Ce que disent les peines et leur portée pratique
Le détail des condamnations montre une application ferme du droit pénal marocain en lien avec des troubles publics et des violences; ces peines ont des conséquences concrètes sur les personnes et les relations sportives entre pays. Points clés :
- Durée des peines : 1 an, 6 mois, 3 mois selon le degré d’implication.
- Conséquences : détention, procédure d’extradition/rapatriement pour certains, enregistrements judiciaires.
- Exemple pratique : trois détenus annoncés comme pouvant rentrer dans quelques jours, ce qui montre des aménagements possibles selon décisions administratives.
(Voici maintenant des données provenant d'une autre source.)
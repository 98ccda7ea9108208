//! Per-shard accumulation of records between flushes.

use std::num::NonZeroUsize;

use crate::record::{Record, SequenceNumber};

/// Flush threshold used when none is configured.
pub const DEFAULT_MAX_BATCH_COUNT: NonZeroUsize = match NonZeroUsize::new(1000) {
    Some(v) => v,
    None => panic!("default batch count must be non-zero"),
};

/// Upper bound on the records space reserved up front; larger batches grow on demand.
const MAX_PREALLOCATED_RECORDS: usize = 1024;

/// Records read from one shard that have not yet been handed to the handler.
///
/// A [`Buffer`] is owned by exactly one scanner. It does no I/O; the scanner decides what a
/// flush means and calls [`Buffer::flush()`] once the batch has been handled and checkpointed.
#[derive(Debug)]
pub struct Buffer {
    max_batch_count: NonZeroUsize,
    records: Vec<Record>,
    last_sequence_number: Option<SequenceNumber>,
}

impl Buffer {
    pub fn new(max_batch_count: NonZeroUsize) -> Self {
        Self {
            max_batch_count,
            records: Vec::with_capacity(max_batch_count.get().min(MAX_PREALLOCATED_RECORDS)),
            last_sequence_number: None,
        }
    }

    /// Append `record` and remember its sequence number as the last one seen.
    pub fn add(&mut self, record: Record) {
        self.last_sequence_number = Some(record.sequence_number().clone());
        self.records.push(record);
    }

    /// True once the number of buffered records has reached the flush threshold.
    pub fn should_flush(&self) -> bool {
        self.records.len() >= self.max_batch_count.get()
    }

    pub fn last_sequence_number(&self) -> Option<&SequenceNumber> {
        self.last_sequence_number.as_ref()
    }

    pub fn records(&self) -> &[Record] {
        &self.records
    }

    pub fn len(&self) -> usize {
        self.records.len()
    }

    pub fn is_empty(&self) -> bool {
        self.records.is_empty()
    }

    /// Reset to the empty state.
    pub fn flush(&mut self) {
        self.records.clear();
        self.last_sequence_number = None;
    }
}

#[cfg(test)]
mod tests {
    use proptest::prelude::*;

    use super::*;

    fn record(seq: u64) -> Record {
        Record::new(
            format!("payload-{seq}"),
            SequenceNumber::from(seq),
            "pk",
            None,
        )
    }

    #[test]
    fn empty_buffer() {
        let buffer = Buffer::new(NonZeroUsize::new(3).unwrap());
        assert!(buffer.is_empty());
        assert!(!buffer.should_flush());
        assert_eq!(buffer.last_sequence_number(), None);
    }

    #[test]
    fn flush_resets_state() {
        let mut buffer = Buffer::new(NonZeroUsize::new(2).unwrap());
        buffer.add(record(1));
        buffer.add(record(2));
        assert!(buffer.should_flush());
        assert_eq!(buffer.records().len(), 2);

        buffer.flush();
        assert!(buffer.is_empty());
        assert!(!buffer.should_flush());
        assert_eq!(buffer.last_sequence_number(), None);

        buffer.add(record(3));
        assert_eq!(buffer.last_sequence_number(), Some(&SequenceNumber::from(3)));
        assert_eq!(buffer.len(), 1);
    }

    #[test]
    fn huge_threshold_does_not_reserve_it() {
        let mut buffer = Buffer::new(NonZeroUsize::MAX);
        assert!(buffer.is_empty());

        for seq in 0..2000 {
            buffer.add(record(seq));
        }
        assert_eq!(buffer.len(), 2000);
        assert!(!buffer.should_flush());
    }

    proptest! {
        #[test]
        fn tracks_last_sequence_and_threshold(
            threshold in 1usize..50,
            seqs in proptest::collection::vec(any::<u64>(), 0..120),
        ) {
            let mut buffer = Buffer::new(NonZeroUsize::new(threshold).unwrap());
            let mut since_flush = 0;

            for seq in &seqs {
                buffer.add(record(*seq));
                since_flush += 1;

                prop_assert_eq!(buffer.last_sequence_number(), Some(&SequenceNumber::from(*seq)));
                prop_assert_eq!(buffer.should_flush(), since_flush == threshold);

                if buffer.should_flush() {
                    buffer.flush();
                    since_flush = 0;
                }
            }
        }

        #[test]
        fn flushes_exactly_at_threshold(
            threshold in 1usize..20,
            count in 0usize..100,
        ) {
            let mut buffer = Buffer::new(NonZeroUsize::new(threshold).unwrap());
            let mut batches = vec![];

            for seq in 0..count {
                buffer.add(record(seq as u64));
                if buffer.should_flush() {
                    batches.push(buffer.len());
                    buffer.flush();
                }
            }

            prop_assert_eq!(batches.len(), count / threshold);
            prop_assert!(batches.iter().all(|b| *b == threshold));
            prop_assert_eq!(buffer.len(), count % threshold);
        }
    }
}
La Fédération sénégalaise réagit : un sentiment d’injustice
Par la voix de son secrétaire général Abdoulaye Saydou Sow, la Fédération a dénoncé un deux poids, deux mesures, soulignant que des affrontements ont opposé Marocains et Sénégalais mais que seuls des Sénégalais se retrouvent devant la justice. Exemples d’arguments avancés :
- Inégalité : présence exclusive de Sénégalais au tribunal malgré une rixe bilatérale.
- Proportionnalité : appel à des sanctions adaptées et mesurées en fonction des faits réels.
- Dimension symbolique : les 18 sont présentés comme représentant « les 18 millions de Sénégalais », ce qui alimente la mobilisation publique.
Enjeux diplomatiques et image internationale
Au-delà des cas individuels, l’affaire pose des questions diplomatiques entre Rabat et Dakar, et sur la façon dont les pays hôtes gèrent la sécurité lors d’événements sportifs majeurs. Points à considérer :
- Diplomatie : risques de tension bilatérale, demandes d’explications officielles, interventions consulaires.
- Sécurité des supporters : nécessité d’évaluer les protocoles de police et de sécurité dans et autour des stades.
- Exemple comparable : dans d’autres compétitions internationales, des incidents similaires ont mené à des enquêtes conjointes et à des actions disciplinaires des fédérations sportives.
Implications pour la justice sportive et civile
Le cas illustre la double dimension des incidents sportifs : judiciaire (tribunal pénal) et disciplinaire (instances sportives comme la CAF ou la FIFA). À retenir :
- Procédures parallèles : une personne peut faire face à des poursuites pénales et à des sanctions sportives distinctes.
- Ressorts juridiques : voies de recours possibles — appel, pourvoi — et interventions consulaires pour garantir l’accès à une défense équitable.
- Exemple d’action : demandes d’enquêtes impartiales, examen des preuves vidéos et témoignages, pressions pour une médiation internationale.
Voies possibles, réactions attendues et pistes pour l’avenir
Pour avancer, plusieurs options sont envisageables tant sur le plan juridique que politique et sportif; elles visent à protéger les droits individuels tout en prévenant de futurs incidents. Actions recommandées :
- Recours juridiques : recours en appel médicalisé, assistance consulaire, recours aux mécanismes internationaux si la procédure nationale est contestée.
- Dialogue : ouverture d’un canal entre fédérations, autorités judiciaires et diplomatiques pour clarifier les faits et envisager des réparations symboliques ou matérielles.
- Prévention : renforcement des dispositifs de sécurité lors des rencontres internationales, campagnes de sensibilisation pour les supporters, et formation des forces de l’ordre aux contextes sportifs.